This implementation uses dot products for efficiency and monitors the squared residual norm to avoid square roots until checking the criterion.^[2]^[3]

Practical Considerations and Restarting

In practice, rounding errors in finite-precision arithmetic can accumulate during the iterations of the conjugate gradient method, leading to a gradual loss of orthogonality among the residual vectors and potentially causing the algorithm to stall or converge more slowly than expected. To counteract this, a widely adopted implementation strategy involves periodic restarting, where the algorithm is reset every m iterations—typically with m around 20 to 30 for problems of moderate size—by setting the search direction equal to the current residual, p_{km} = r_{km}. This simple reset reinitiates the generation of conjugate directions from the updated residual, thereby restoring approximate orthogonality and enhancing overall numerical stability, though it may introduce a minor overhead in convergence speed for ill-conditioned systems.^[3] Another key consideration for numerical robustness is the computation of the parameter \beta_k, which updates the search direction. Theoretically, r_{k+1}^T r_k = 0 due to orthogonality, but in floating-point arithmetic, this dot product is nonzero and small, leading to potential cancellation errors if used in the formula \beta_k = \frac{r_{k+1}^T r_k}{r_k^T r_k}. Instead, practitioners avoid this by employing the equivalent but more stable expression \beta_k = \frac{\| r_{k+1} \|^2}{\| r_k \|^2}, which relies solely on positive quantities (squared residual norms) and better preserves the method's properties under rounding perturbations.^[3] Regarding efficiency, the conjugate gradient method excels in scenarios with large sparse matrices, as it requires only O(n) storage space for a handful of n-dimensional vectors (such as the iterate, residual, search direction, and auxiliary products like Ap), without needing to store the full matrix A. Operations are performed via on-the-fly matrix-vector multiplications Ap, which are computationally inexpensive for sparse representations, making the method scalable to systems with millions of unknowns.^[2] The core iterative loop, incorporating stable \beta_k computation and restarting, can be implemented succinctly in languages like MATLAB or Julia.
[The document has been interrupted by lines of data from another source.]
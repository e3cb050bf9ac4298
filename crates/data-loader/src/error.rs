//! Error types for the data-loader crate.
//!
//! Every variant here is fatal to catalog loading: a catalog is either
//! fully parsed or not returned at all.

use thiserror::Error;

/// Errors that can occur while loading the movie catalog
///
/// `#[derive(Error)]` from thiserror gives us `std::error::Error` and a
/// `Display` built from the `#[error(...)]` attributes.
#[derive(Error, Debug)]
pub enum DataSourceError {
    /// Catalog file could not be found
    #[error("Catalog file not found: {path}")]
    FileNotFound { path: String },

    /// I/O error occurred while reading the file
    #[error("I/O error: {0}")]
    IoError(#[from] std::io::Error),

    /// The header row lacks a column the loader depends on
    #[error("Catalog is missing required column `{column}`")]
    MissingColumn { column: String },

    /// A row couldn't be parsed (wrong field count, bad encoding, ...)
    #[error("Malformed catalog data: {0}")]
    Csv(#[from] csv::Error),
}

/// Convenience type alias for Results in this crate
pub type Result<T> = std::result::Result<T, DataSourceError>;
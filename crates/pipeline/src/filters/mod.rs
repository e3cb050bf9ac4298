//! Filter implementations for the candidate pipeline.
//!
//! This module contains all the concrete filter implementations
//! that can be composed into a FilterPipeline.

pub mod genre_substring;
pub mod minimum_rating;

// Re-export for convenience
pub use genre_substring::GenreSubstringFilter;
pub use minimum_rating::MinimumRatingFilter;
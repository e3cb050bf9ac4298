//! TF-IDF vector space over the catalog's combined text.
//!
//! ## Algorithm
//! 1. Tokenize every document (lowercase, stop-words removed)
//! 2. Build a sorted vocabulary of every surviving term
//! 3. Count document frequency per term
//! 4. weight(t, d) = count(t, d) * idf(t), with the smoothed
//!    idf(t) = ln((1 + N) / (1 + df(t))) + 1
//! 5. L2-normalize each document vector
//!
//! Vectors are sparse: only non-zero weights are stored, sorted by term id.

use crate::tokenizer::tokenize;
use data_loader::{CatalogItem, Position};
use rayon::prelude::*;
use std::collections::{BTreeSet, HashMap};
use tracing::{debug, instrument};

/// Column index of a term in the vocabulary
pub type TermId = usize;

/// One L2-normalized TF-IDF vector, stored sparsely
#[derive(Debug, Clone, Default, PartialEq)]
pub struct LexicalVector {
    entries: Vec<(TermId, f32)>,
}

impl LexicalVector {
    /// Non-zero `(term, weight)` pairs in ascending term order
    pub fn entries(&self) -> &[(TermId, f32)] {
        &self.entries
    }

    /// Weight of a single term (0.0 when absent)
    pub fn weight(&self, term: TermId) -> f32 {
        self.entries
            .binary_search_by_key(&term, |&(id, _)| id)
            .map(|idx| self.entries[idx].1)
            .unwrap_or(0.0)
    }

    /// True for documents that had no indexable terms
    pub fn is_zero(&self) -> bool {
        self.entries.is_empty()
    }

    /// Dot product with another vector; equals cosine similarity because
    /// both operands are unit length (or zero)
    pub fn dot(&self, other: &LexicalVector) -> f32 {
        let (mut i, mut j) = (0, 0);
        let mut sum = 0.0;
        while i < self.entries.len() && j < other.entries.len() {
            let (a_id, a_w) = self.entries[i];
            let (b_id, b_w) = other.entries[j];
            if a_id == b_id {
                sum += a_w * b_w;
                i += 1;
                j += 1;
            } else if a_id < b_id {
                i += 1;
            } else {
                j += 1;
            }
        }
        sum
    }
}

/// Vocabulary plus one vector per catalog item, in catalog order.
///
/// Rebuilt from scratch whenever the catalog changes; there is no
/// incremental update.
#[derive(Debug, Clone, Default)]
pub struct LexicalIndex {
    vocabulary: Vec<String>,
    term_ids: HashMap<String, TermId>,
    idf: Vec<f32>,
    vectors: Vec<LexicalVector>,
}

impl LexicalIndex {
    /// Build the index over the `combined_text` of every item
    #[instrument(skip(items), fields(documents = items.len()))]
    pub fn build(items: &[CatalogItem]) -> Self {
        let documents: Vec<&str> = items.iter().map(|item| item.combined_text()).collect();
        Self::from_documents(&documents)
    }

    /// Build the index over raw documents
    pub fn from_documents(documents: &[&str]) -> Self {
        let tokenized: Vec<Vec<String>> = documents.par_iter().map(|doc| tokenize(doc)).collect();

        let vocabulary: Vec<String> = tokenized
            .iter()
            .flatten()
            .cloned()
            .collect::<BTreeSet<String>>()
            .into_iter()
            .collect();
        let term_ids: HashMap<String, TermId> = vocabulary
            .iter()
            .enumerate()
            .map(|(id, term)| (term.clone(), id))
            .collect();

        let mut doc_frequency = vec![0u32; vocabulary.len()];
        for tokens in &tokenized {
            let unique: BTreeSet<TermId> = tokens.iter().map(|t| term_ids[t]).collect();
            for id in unique {
                doc_frequency[id] += 1;
            }
        }

        let n = documents.len() as f32;
        let idf: Vec<f32> = doc_frequency
            .iter()
            .map(|&df| ((1.0 + n) / (1.0 + df as f32)).ln() + 1.0)
            .collect();

        let vectors: Vec<LexicalVector> = tokenized
            .par_iter()
            .map(|tokens| vectorize(tokens, &term_ids, &idf))
            .collect();

        debug!(
            "Built lexical index: {} documents, {} terms",
            vectors.len(),
            vocabulary.len()
        );

        Self {
            vocabulary,
            term_ids,
            idf,
            vectors,
        }
    }

    /// Sorted vocabulary; a term's position is its `TermId`
    pub fn vocabulary(&self) -> &[String] {
        &self.vocabulary
    }

    pub fn term_id(&self, term: &str) -> Option<TermId> {
        self.term_ids.get(term).copied()
    }

    /// Smoothed inverse document frequency of a term
    pub fn idf(&self, term: TermId) -> Option<f32> {
        self.idf.get(term).copied()
    }

    pub fn vector(&self, position: Position) -> Option<&LexicalVector> {
        self.vectors.get(position)
    }

    pub fn vectors(&self) -> &[LexicalVector] {
        &self.vectors
    }

    /// Number of indexed documents
    pub fn len(&self) -> usize {
        self.vectors.len()
    }

    pub fn is_empty(&self) -> bool {
        self.vectors.is_empty()
    }
}

/// Raw term counts times idf, then L2-normalized
fn vectorize(tokens: &[String], term_ids: &HashMap<String, TermId>, idf: &[f32]) -> LexicalVector {
    let mut counts: HashMap<TermId, u32> = HashMap::new();
    for token in tokens {
        *counts.entry(term_ids[token]).or_insert(0) += 1;
    }

    let mut entries: Vec<(TermId, f32)> = counts
        .into_iter()
        .map(|(id, count)| (id, count as f32 * idf[id]))
        .collect();
    entries.sort_unstable_by_key(|&(id, _)| id);

    let norm = entries.iter().map(|&(_, w)| w * w).sum::<f32>().sqrt();
    if norm > 0.0 {
        for entry in &mut entries {
            entry.1 /= norm;
        }
    }

    LexicalVector { entries }
}

#[cfg(test)]
mod tests {
    use super::*;

    fn assert_close(a: f32, b: f32) {
        assert!((a - b).abs() < 1e-5, "{a} != {b}");
    }

    #[test]
    fn test_vocabulary_sorted_without_stop_words() {
        let index = LexicalIndex::from_documents(&["the zebra and the apple", "an apple a day"]);

        assert_eq!(index.vocabulary(), &["apple", "day", "zebra"]);
        assert_eq!(index.term_id("zebra"), Some(2));
        assert_eq!(index.term_id("the"), None);
    }

    #[test]
    fn test_smoothed_idf() {
        let index = LexicalIndex::from_documents(&["apple pie", "apple tart", "cherry"]);

        // apple appears in 2 of 3 documents
        let apple = index.term_id("apple").unwrap();
        assert_close(index.idf(apple).unwrap(), (4.0f32 / 3.0).ln() + 1.0);

        let cherry = index.term_id("cherry").unwrap();
        assert_close(index.idf(cherry).unwrap(), 2.0f32.ln() + 1.0);
    }

    #[test]
    fn test_vectors_are_unit_length() {
        let index = LexicalIndex::from_documents(&[
            "heist crew robbery heist",
            "quiet village romance",
            "robbery romance",
        ]);

        for vector in index.vectors() {
            let norm: f32 = vector.entries().iter().map(|&(_, w)| w * w).sum();
            assert_close(norm, 1.0);
        }
    }

    #[test]
    fn test_term_frequency_raises_weight() {
        let index = LexicalIndex::from_documents(&["heist heist crew", "crew heist"]);

        let v = index.vector(0).unwrap();
        let heist = index.term_id("heist").unwrap();
        let crew = index.term_id("crew").unwrap();
        // Same idf, so the repeated term dominates
        assert!(v.weight(heist) > v.weight(crew));
    }

    #[test]
    fn test_empty_document_gives_zero_vector() {
        let index = LexicalIndex::from_documents(&["space opera", " "]);

        assert!(index.vector(1).unwrap().is_zero());
        assert_eq!(index.vector(1).unwrap().dot(index.vector(0).unwrap()), 0.0);
    }

    #[test]
    fn test_empty_corpus() {
        let index = LexicalIndex::from_documents(&[]);

        assert!(index.is_empty());
        assert!(index.vocabulary().is_empty());
    }

    #[test]
    fn test_build_is_deterministic() {
        let docs = ["war drama soldiers", "comedy wedding", "drama wedding soldiers"];
        let a = LexicalIndex::from_documents(&docs);
        let b = LexicalIndex::from_documents(&docs);

        assert_eq!(a.vocabulary(), b.vocabulary());
        assert_eq!(a.vectors(), b.vectors());
    }
}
Below is example pseudocode in MATLAB syntax, assuming A is a function handle for sparse matrix-vector multiplication and restart_interval is set to 30:

function [x, k] = cg_restart(A, b, x0, tol, maxit, restart_interval)
    x = x0;
    r = b - A(x);
    rsold = dot(r, r);
    p = r;
    k = 0;
    if sqrt(rsold) < tol, return; end
    while k < maxit
        k = k + 1;
        if mod(k, restart_interval) == 0
            p = r;
            rsold = dot(r, r);
        end
        Ap = A(p);
        alpha = rsold / dot(p, Ap);
        x = x + alpha * p;
        r = r - alpha * Ap;
        rsnew = dot(r, r);
        if sqrt(rsnew) < tol, break; end
        beta = rsnew / rsold;
        p = r + beta * p;
        rsold = rsnew;
    end
end
function [x, k] = cg_restart(A, b, x0, tol, maxit, restart_interval)
    x = x0;
    r = b - A(x);
    rsold = dot(r, r);
    p = r;
    k = 0;
    if sqrt(rsold) < tol, return; end
    while k < maxit
        k = k + 1;
        if mod(k, restart_interval) == 0
            p = r;
            rsold = dot(r, r);
        end
        Ap = A(p);
        alpha = rsold / dot(p, Ap);
        x = x + alpha * p;
        r = r - alpha * Ap;
        rsnew = dot(r, r);
        if sqrt(rsnew) < tol, break; end
        beta = rsnew / rsold;
        p = r + beta * p;
        rsold = rsnew;
    end
end

This formulation ensures efficient execution while mitigating common numerical pitfalls through the norm-based \beta_k and explicit restarts.^[3]

Numerical Example

To illustrate the conjugate gradient method, consider solving the linear system Ax = b, where A is the symmetric positive definite 3×3 matrix

A = \begin{pmatrix} 3 & 2 & 1 \\ 2 & 6 & 2 \\ 1 & 2 & 7 \end{pmatrix},

b = \begin{pmatrix} 2 \\ -8 \\ 2 \end{pmatrix}, and the initial approximation is x_0 = \begin{pmatrix} 0 \\ 0 \\ 0 \end{pmatrix}. The exact solution is x = \begin{pmatrix} 21/11 \\ -24/11 \\ 7/11 \end{pmatrix} \approx \begin{pmatrix} 1.909 \\ -2.182 \\ 0.636 \end{pmatrix}. The initial residual is r_0 = b - A x_0 = b = \begin{pmatrix} 2 \\ -8 \\ 2 \end{pmatrix}, and the initial search direction is p_0 = r_0. Then, \|r_0\|^2 = r_0^T r_0 = 72. Compute A p_0 = \begin{pmatrix} -8 \\ -40 \\ 0 \end{pmatrix}, so p_0^T A p_0 = 304 and \alpha_0 = 72 / 304 = 9/38 \approx 0.237. The first update is x_1 = x_0 + \alpha_0 p_0 = (9/38) p_0 = \begin{pmatrix} 9/19 \\ -36/19 \\ 9/19 \end{pmatrix} \approx \begin{pmatrix} 0.474 \\ -1.895 \\ 0.474 \end{pmatrix}, and r_1 = r_0 - \alpha_0 A p_0 = \begin{pmatrix} 74/19 \\ 28/19 \\ 38/19 \end{pmatrix} \approx \begin{pmatrix} 3.895 \\ 1.474 \\ 2.000 \end{pmatrix}, with \|r_1\|^2 = 7704/361 \approx 21.343. The subsequent \beta_1 = \|r_1\|^2 / \|r_0\|^2 = 107/361 \approx 0.296, so p_1 = r_1 + \beta_1 p_0 \approx \begin{pmatrix} 4.488 \\ -0.898 \\ 2.593 \end{pmatrix}. Continuing the iterations yields the updates shown in the table below, where the residuals \|r_k\|^2 decrease to machine precision (effectively zero) in exactly 3 steps, as expected for an n \times n system with no rounding errors.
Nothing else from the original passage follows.